# Sicilian: Acqua e focu ratici locu



## joanvillafane

Ciao a tutti - mi potreste spiegare la forma e la funzione della parole "ratici" in questo proverbio siciliano?  Mi sembra una forma del verbo "dare" (dari o rari) ma è in forma imperativa?  (sarebbe "dagli luogo"?)  
Ho cercato su G***** e ho trovato 3 differenti versioni:
dacci locu
racci locu
ratici locu 

Solo per curiosità, mi piacerebbe capire la struttura della frase.  GRAZIE!


----------



## longplay

Non vorrei sbagliare, ma le tre espressioni dovrebbero significare "dateci spazio (locu)"> "fateci passare" . Anche in napoletano "'ratece  " è usato con lo stesso senso
(dateci) ; "damme nu' vase" o "ramme nu'vase" = dammi un bacio. Non aggiungo altro, perché non sono né siciliano né napoletano : ho solo qualche conoscenza dei due
dialetti. 
PS potrebbero significare anche "DATECI TREGUA" che, anzi ,mi pare più convincente (non imperativo ma vocativo, di implorazione).

Ho trovato quest' altra interpretazione : all'acqua e al fuoco lasciate spazio, perchè è difficile opporvisi > dovrebbe essere autentica.


----------



## joanvillafane

Grazie mille, longplay.


----------



## Anja.Ann

Ciao, Joan  

LP  mi sa che la tua seconda proposta è quella giusta.

Ho trovato "Acatania.it", proverbi:

"Aqua e focu racci locu"
"Acqua e fuoco fagli spazio" 

e, in questo caso, "racci" sarebbe imperativo (seconda persona singolare) ... ci vorrebbe l'amico Infinite Sadness per illuminarci!


----------



## tefNutella

Anja.Ann said:


> Ciao, Joan
> 
> "Aqua e focu racci locu"
> "Acqua e fuoco fagli spazio"
> 
> e, in questo caso, "racci" sarebbe imperativo (seconda persona singolare) ..



In occasione di inondazioni ed incendi la mia bisnonna del nord del Lazio diceva sempre

_"Acqua e fòco, Dio ci dia lòco", _nel senso di "Dio trovi loro una collocazione" in modo da preservare uomini, animali, piante e via dicendo.

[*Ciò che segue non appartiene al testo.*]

use actix_web::{HttpResponse, Responder, get, post, web};
use actix_web_flash_messages::{FlashMessage, IncomingFlashMessages};
use pushkind_common::domain::auth::AuthenticatedUser;
use pushkind_common::models::config::CommonServerConfig;
use pushkind_common::routes::{base_context, redirect, render_template};
use tera::Tera;
use validator::Validate;

use crate::forms::client::{
    ArchiveClientForm, AssignProductForm, SetProductStageForm, SetStageForm,
};
use crate::repository::DieselRepository;
use crate::services::{ServiceError, client as client_service, pipeline};

fn client_url(client_id: i32) -> String {
    format!("/client/{client_id}")
}

#[get("/client/{client_id}")]
pub async fn show_client(
    client_id: web::Path<i32>,
    user: AuthenticatedUser,
    repo: web::Data<DieselRepository>,
    flash_messages: IncomingFlashMessages,
    server_config: web::Data<CommonServerConfig>,
    tera: web::Data<Tera>,
) -> impl Responder {
    match client_service::load_client_page(repo.get_ref(), &user, client_id.into_inner()) {
        Ok(data) => {
            let mut context = base_context(
                &flash_messages,
                &user,
                "index",
                &server_config.auth_service_url,
            );
            context.insert("client", &data.client);
            context.insert("stages", &data.stages);
            context.insert("products", &data.products);
            context.insert("available_products", &data.available_products);
            context.insert("signals", &data.signals);
            context.insert("needs_attention", &data.signals.needs_attention());
            context.insert("events", &data.events);
            context.insert("total_events", &data.total_events);

            render_template(&tera, "client/index.html", &context)
        }
        Err(ServiceError::Unauthorized) => {
            FlashMessage::error("Insufficient permissions.").send();
            redirect("/na")
        }
        Err(ServiceError::NotFound) => {
            FlashMessage::error("Client not found.").send();
            redirect("/")
        }
        Err(err) => {
            log::error!("Failed to render client page: {err}");
            HttpResponse::InternalServerError().finish()
        }
    }
}

#[post("/client/stage")]
pub async fn set_client_stage(
    user: AuthenticatedUser,
    repo: web::Data<DieselRepository>,
    web::Form(form): web::Form<SetStageForm>,
) -> impl Responder {
    let back = client_url(form.client_id);

    if let Err(err) = form.validate() {
        log::error!("Failed to validate form: {err}");
        FlashMessage::error("Choose a stage.").send();
        return redirect(&back);
    }

    match pipeline::set_return_stage(repo.get_ref(), &user, form.client_id, &form.stage) {
        Ok(client) => {
            FlashMessage::success(format!("Moved to {}.", client.current_stage().label())).send();
            redirect(&back)
        }
        Err(ServiceError::Unauthorized) => {
            FlashMessage::error("Insufficient permissions.").send();
            redirect("/na")
        }
        Err(ServiceError::NotFound) => {
            FlashMessage::error("Client not found.").send();
            redirect("/")
        }
        Err(ServiceError::InvalidStage(stage)) => {
            FlashMessage::error(format!("Unknown stage `{stage}`.")).send();
            redirect(&back)
        }
        Err(err) => {
            log::error!("Failed to set client stage: {err}");
            FlashMessage::error("Failed to update the stage.").send();
            redirect(&back)
        }
    }
}

#[post("/client/archive")]
pub async fn archive_client(
    user: AuthenticatedUser,
    repo: web::Data<DieselRepository>,
    web::Form(form): web::Form<ArchiveClientForm>,
) -> impl Responder {
    let back = client_url(form.client_id);

    match client_service::archive_client(repo.get_ref(), &user, form) {
        Ok(client) if client.archived => {
            FlashMessage::success("Client archived.").send();
            redirect(&back)
        }
        Ok(_) => {
            FlashMessage::success("Client restored.").send();
            redirect(&back)
        }
        Err(ServiceError::Unauthorized) => {
            FlashMessage::error("Insufficient permissions.").send();
            redirect("/na")
        }
        Err(ServiceError::NotFound) => {
            FlashMessage::error("Client not found.").send();
            redirect("/")
        }
        Err(err) => {
            log::error!("Failed to archive client: {err}");
            FlashMessage::error("Failed to update the client.").send();
            redirect(&back)
        }
    }
}

#[post("/client/product")]
pub async fn assign_product(
    user: AuthenticatedUser,
    repo: web::Data<DieselRepository>,
    web::Form(form): web::Form<AssignProductForm>,
) -> impl Responder {
    let back = client_url(form.client_id);

    match client_service::assign_product(repo.get_ref(), &user, form) {
        Ok(item) => {
            FlashMessage::success(format!("{} assigned.", item.name)).send();
            redirect(&back)
        }
        Err(ServiceError::Unauthorized) => {
            FlashMessage::error("Insufficient permissions.").send();
            redirect("/na")
        }
        Err(ServiceError::NotFound) => {
            FlashMessage::error("Client or product not found.").send();
            redirect(&back)
        }
        Err(ServiceError::Form(message)) | Err(ServiceError::TypeConstraint(message)) => {
            FlashMessage::error(message).send();
            redirect(&back)
        }
        Err(err) => {
            log::error!("Failed to assign product: {err}");
            FlashMessage::error("Failed to assign the product.").send();
            redirect(&back)
        }
    }
}

#[post("/client-product/stage")]
pub async fn set_client_product_stage(
    user: AuthenticatedUser,
    repo: web::Data<DieselRepository>,
    web::Form(form): web::Form<SetProductStageForm>,
) -> impl Responder {
    let back = client_url(form.client_id);

    match pipeline::set_product_stage(
        repo.get_ref(),
        &user,
        form.client_product_id,
        form.stage_id,
    ) {
        Ok(item) => {
            FlashMessage::success(format!("{} updated.", item.name)).send();
            redirect(&back)
        }
        Err(ServiceError::Unauthorized) => {
            FlashMessage::error("Insufficient permissions.").send();
            redirect("/na")
        }
        Err(ServiceError::NotFound) => {
            FlashMessage::error("Product not found.").send();
            redirect(&back)
        }
        Err(ServiceError::InvalidStage(_)) => {
            FlashMessage::error("That stage does not belong to this product.").send();
            redirect(&back)
        }
        Err(err) => {
            log::error!("Failed to set client product stage: {err}");
            FlashMessage::error("Failed to update the stage.").send();
            redirect(&back)
        }
    }
}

Per cui mi accodo alle osservazioni di LP prima e di Anja poi (ciao ad entrambi) ma rilancio con un'interpretazione più... spirituale


----------



## Anja.Ann

Cioa, Tef  

Mi piace moltissimo l'espressione che usava tua nonna!


----------



## tefNutella

Eh, cara Anja, la saggezza delle nonne..! 
E ti assicuro che sentirsela ripetere dalla propria mamma infonde grande serenità... nonostante tutto.

E' piuttosto curioso che due zone così distanti fra loro (la Sicilia ed il Lazio) si avvicinino così tanto nelle esclamazioni


----------



## gc200000

Anja.Ann said:


> Ciao, Joan
> 
> LP  mi sa che la tua seconda proposta è quella giusta.
> 
> Ho trovato "Acatania.it", proverbi:
> 
> "Aqua e focu racci locu"
> "Acqua e fuoco fagli spazio"
> 
> e, in questo caso, "racci" sarebbe imperativo (seconda persona singolare) ... ci vorrebbe l'amico Infinite Sadness per illuminarci!



Seconda persona singolare imperativo, "racci" = "dagli". Seconda persona plurale imperativo "ratici" = "dategli"


----------



## Anja.Ann

Wow! Grazie mille Gc! Sto migliorando con il dialetto siciliano!


----------



## joanvillafane

_Seconda persona plurale imperativo "ratici" = "dategli" _- Ah, grazie, gc200000!!    Esattamente quello che volevo sapere.

Ciao e grazie anche a Anja.Ann e tefNutella!


----------